Google Docs Gets New Text-to-Speech Feature
Earlier this month, Abner Li reported for 9to5 Google Gemini has gained the ability to read the contents of Google Docs with a new AI-based text-to-speech feature. The functionality arrives a few months after it was announced by Google back in early April.
“On the web, go to the Tools menu [in Google Docs] for a new ‘Audio’ option in-between Voice typing and Gemini. Tapping ‘Listen to this tab’ will open a pill-shaped player, with the duration noted. You can move this floating window anywhere on the screen,” Li wrote of how the audio feature works. “Besides play/pause and a scrubber, available controls include playback speed and changing the ‘clear, natural-sounding voices.’”
Li adds editors are able to “add an audio button anywhere in the document.”
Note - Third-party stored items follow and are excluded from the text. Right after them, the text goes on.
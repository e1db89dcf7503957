use sqlx::postgres::{PgPool, PgPoolOptions};

pub type DbPool = PgPool;

/// Opens the store connection for the session's lifetime.
///
/// The pool is capped at a single connection: one interactive session drives
/// each statement to completion before the next, and sequence lookups via
/// `currval` only make sense on the connection that ran the insert.
pub async fn create_pool(database_url: &str) -> anyhow::Result<DbPool> {
    let pool = PgPoolOptions::new()
        .max_connections(1)
        .connect(database_url)
        .await?;
    Ok(pool)
}
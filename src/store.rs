use sqlx::postgres::PgRow;
use sqlx::{Execute, Executor, FromRow, Postgres, Row};

use crate::db::DbPool;
use crate::error::AppResult;

/// Gateway every component issues its reads and writes through.
///
/// Callers build parameter-bound statements; each call is an independent
/// unit of work against the store, with no enclosing transaction.
pub struct Store {
    pool: DbPool,
}

impl Store {
    pub fn new(pool: DbPool) -> Self {
        Self { pool }
    }

    /// Runs a data-modifying statement and reports how many rows it touched.
    pub async fn execute<'q, E>(&self, query: E) -> AppResult<u64>
    where
        E: Execute<'q, Postgres> + 'q,
    {
        Ok((&self.pool).execute(query).await?.rows_affected())
    }

    pub async fn fetch_all<'q, T, E>(&self, query: E) -> AppResult<Vec<T>>
    where
        E: Execute<'q, Postgres> + 'q,
        T: for<'r> FromRow<'r, PgRow>,
    {
        let rows = (&self.pool).fetch_all(query).await?;
        let mut items = Vec::with_capacity(rows.len());
        for row in &rows {
            items.push(T::from_row(row)?);
        }
        Ok(items)
    }

    pub async fn fetch_optional<'q, T, E>(&self, query: E) -> AppResult<Option<T>>
    where
        E: Execute<'q, Postgres> + 'q,
        T: for<'r> FromRow<'r, PgRow>,
    {
        match (&self.pool).fetch_optional(query).await? {
            Some(row) => Ok(Some(T::from_row(&row)?)),
            None => Ok(None),
        }
    }

    pub async fn fetch_one<'q, T, E>(&self, query: E) -> AppResult<T>
    where
        E: Execute<'q, Postgres> + 'q,
        T: for<'r> FromRow<'r, PgRow>,
    {
        let row = (&self.pool).fetch_one(query).await?;
        Ok(T::from_row(&row)?)
    }

    /// Scalar count for a `SELECT count(*)`-style query.
    pub async fn count<'q, E>(&self, query: E) -> AppResult<i64>
    where
        E: Execute<'q, Postgres> + 'q,
    {
        let row = (&self.pool).fetch_one(query).await?;
        Ok(row.try_get::<i64, _>(0)?)
    }

    /// Current value of a store-managed sequence.
    ///
    /// Only defined once an insert has advanced the sequence on this
    /// session's connection; the pool is capped at one connection so every
    /// statement shares it.
    pub async fn current_sequence_value(&self, sequence: &str) -> AppResult<i64> {
        let value = sqlx::query_scalar("SELECT currval($1::regclass)")
            .bind(sequence)
            .fetch_one(&self.pool)
            .await?;
        Ok(value)
    }
}
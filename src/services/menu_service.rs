use crate::error::{AppError, AppResult};
use crate::models::MenuItem;
use crate::store::Store;

pub async fn list_all(store: &Store) -> AppResult<Vec<MenuItem>> {
    store
        .fetch_all(sqlx::query("SELECT * FROM menu ORDER BY item_name"))
        .await
}

/// Matches items whose category or exact name equals `text`. An empty result
/// is a valid answer, not an error.
pub async fn find_by_name_or_category(store: &Store, text: &str) -> AppResult<Vec<MenuItem>> {
    let query =
        sqlx::query("SELECT * FROM menu WHERE category = $1 OR item_name = $1 ORDER BY item_name")
            .bind(text);
    store.fetch_all(query).await
}

pub async fn exists(store: &Store, item_name: &str) -> AppResult<bool> {
    let query = sqlx::query("SELECT count(*) FROM menu WHERE item_name = $1").bind(item_name);
    Ok(store.count(query).await? > 0)
}

pub async fn price_of(store: &Store, item_name: &str) -> AppResult<f64> {
    let query = sqlx::query("SELECT price FROM menu WHERE item_name = $1").bind(item_name);
    let row: Option<(f64,)> = store.fetch_optional(query).await?;
    let (price,) = row.ok_or(AppError::NotFound)?;
    Ok(price)
}
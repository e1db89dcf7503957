use crate::error::{AppError, AppResult};
use crate::models::{Account, Role};
use crate::store::Store;

/// Creates a new customer account with empty favorites.
pub async fn register(
    store: &Store,
    login: &str,
    password: &str,
    phone: &str,
) -> AppResult<Account> {
    let insert = sqlx::query(
        "INSERT INTO users (login, password, phone, fav_items, role) \
         VALUES ($1, $2, $3, '', 'Customer') RETURNING *",
    )
    .bind(login)
    .bind(password)
    .bind(phone);

    let created: AppResult<Account> = store.fetch_one(insert).await;
    match created {
        Ok(account) => {
            tracing::info!(login, "account registered");
            Ok(account)
        }
        Err(AppError::Storage(sqlx::Error::Database(db))) if db.is_unique_violation() => {
            Err(AppError::DuplicateLogin)
        }
        Err(err) => Err(err),
    }
}

/// Credentials are compared exactly as stored; there is no hashing, lockout,
/// or retry limiting.
pub async fn login(store: &Store, login: &str, password: &str) -> AppResult<Account> {
    let query = sqlx::query("SELECT * FROM users WHERE login = $1 AND password = $2")
        .bind(login)
        .bind(password);

    store
        .fetch_optional(query)
        .await?
        .ok_or(AppError::Unauthenticated)
}

/// Looks the account's role up fresh; every role-gated workflow branches on
/// the value stored at the time it runs, not the one seen at login.
pub async fn resolve_role(store: &Store, login: &str) -> AppResult<Role> {
    let query = sqlx::query("SELECT role FROM users WHERE login = $1").bind(login);
    let row: Option<(String,)> = store.fetch_optional(query).await?;
    let (role,) = row.ok_or(AppError::NotFound)?;
    Role::parse(&role).ok_or_else(|| {
        AppError::Storage(sqlx::Error::Decode(
            format!("unexpected role value {role:?}").into(),
        ))
    })
}
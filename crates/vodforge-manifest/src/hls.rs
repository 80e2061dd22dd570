//! HLS manifest builder over TS muxings.

use async_trait::async_trait;

use vodforge_client::types::{AudioMediaInfoRequest, EncodingOutput, HlsManifestRequest, StreamInfoRequest};
use vodforge_client::{ClientResult, EncodingClient};
use vodforge_models::{ManifestKind, TaskStatus};

use crate::builder::{ManifestBuilder, ManifestLayout, ManifestScaffold};
use crate::classify::{join_media_file, relative_path};

pub struct HlsManifestBuilder {
    client: EncodingClient,
}

impl HlsManifestBuilder {
    pub fn new(client: EncodingClient) -> Self {
        Self { client }
    }
}

#[async_trait]
impl ManifestBuilder for HlsManifestBuilder {
    fn kind(&self) -> ManifestKind {
        ManifestKind::Hls
    }

    async fn create(&self, layout: &ManifestLayout) -> ClientResult<ManifestScaffold> {
        let request = HlsManifestRequest {
            manifest_name: format!("{}.{}", layout.manifest_name, self.kind().file_extension()),
            name: format!("HLS manifest for encoding {}", layout.encoding_id),
            outputs: vec![EncodingOutput::public(&layout.output_id, &layout.output_root)],
        };
        let manifest = self.client.create_hls_manifest(&request).await?;
        Ok(ManifestScaffold { manifest_id: manifest.id, dash: None })
    }

    async fn add_components(
        &self,
        scaffold: &ManifestScaffold,
        layout: &ManifestLayout,
    ) -> ClientResult<()> {
        for muxing in &layout.muxings.audio {
            let relative = relative_path(&muxing.output_path, &layout.output_root);
            let request = AudioMediaInfoRequest {
                name: format!("Audio media info for muxing {}", muxing.id),
                group_id: "audio".to_string(),
                language: layout.audio_language.clone(),
                segment_path: String::new(),
                encoding_id: layout.encoding_id.clone(),
                stream_id: muxing.stream_id.clone(),
                muxing_id: muxing.id.clone(),
                uri: join_media_file(relative, "audio.m3u8"),
            };
            self.client.add_hls_audio_media(&scaffold.manifest_id, &request).await?;
        }

        for muxing in &layout.muxings.video {
            let relative = relative_path(&muxing.output_path, &layout.output_root);
            let request = StreamInfoRequest {
                name: format!("Stream info for muxing {}", muxing.id),
                audio: "audio".to_string(),
                closed_captions: "NONE".to_string(),
                segment_path: String::new(),
                uri: join_media_file(relative, "video.m3u8"),
                encoding_id: layout.encoding_id.clone(),
                stream_id: muxing.stream_id.clone(),
                muxing_id: muxing.id.clone(),
            };
            self.client.add_hls_stream_info(&scaffold.manifest_id, &request).await?;
        }

        Ok(())
    }

    async fn start(&self, manifest_id: &str) -> ClientResult<()> {
        self.client.start_manifest(ManifestKind::Hls, manifest_id).await
    }

    async fn status(&self, manifest_id: &str) -> ClientResult<TaskStatus> {
        self.client.manifest_status(ManifestKind::Hls, manifest_id).await
    }
}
Li hits on the accessibility angle to this recent news, quoting Google’s rationale that using the audio feature can be beneficial for “[wanting] to hear your content out loud, absorb information better while reading, or help catch errors in your writing.” Indeed, that Google Docs—which I hate but know is immensely popular—can be read aloud should be a real boon for people who may retain information better as aural learners. Likewise, it’s also true many neurodivergent people find spoken material more accessible to grasp than merely reading the textual version. Relatedly, I’ve noticed an increasing number of news outlets, namely Forbes and The Verge, including a button on a story’s page to turn it into an audio version. It effectively turns the article in an audiobook or podcast, the former of which having roots in the disability community. Still, given the mainstream popularity of both mediums, audio-based versions of Google Docs—even if it’s limited to a particular section of the overall document—it makes perfect sense to want to lean in strongly with audio production vis-a-vis AI.
The Google Docs audio feature is available only in English and on the web for now.
News of the Google Docs enhancement is complemented by news Microsoft Excel has gained support for Copilot AI to assist in filling out information for users’ spreadsheets.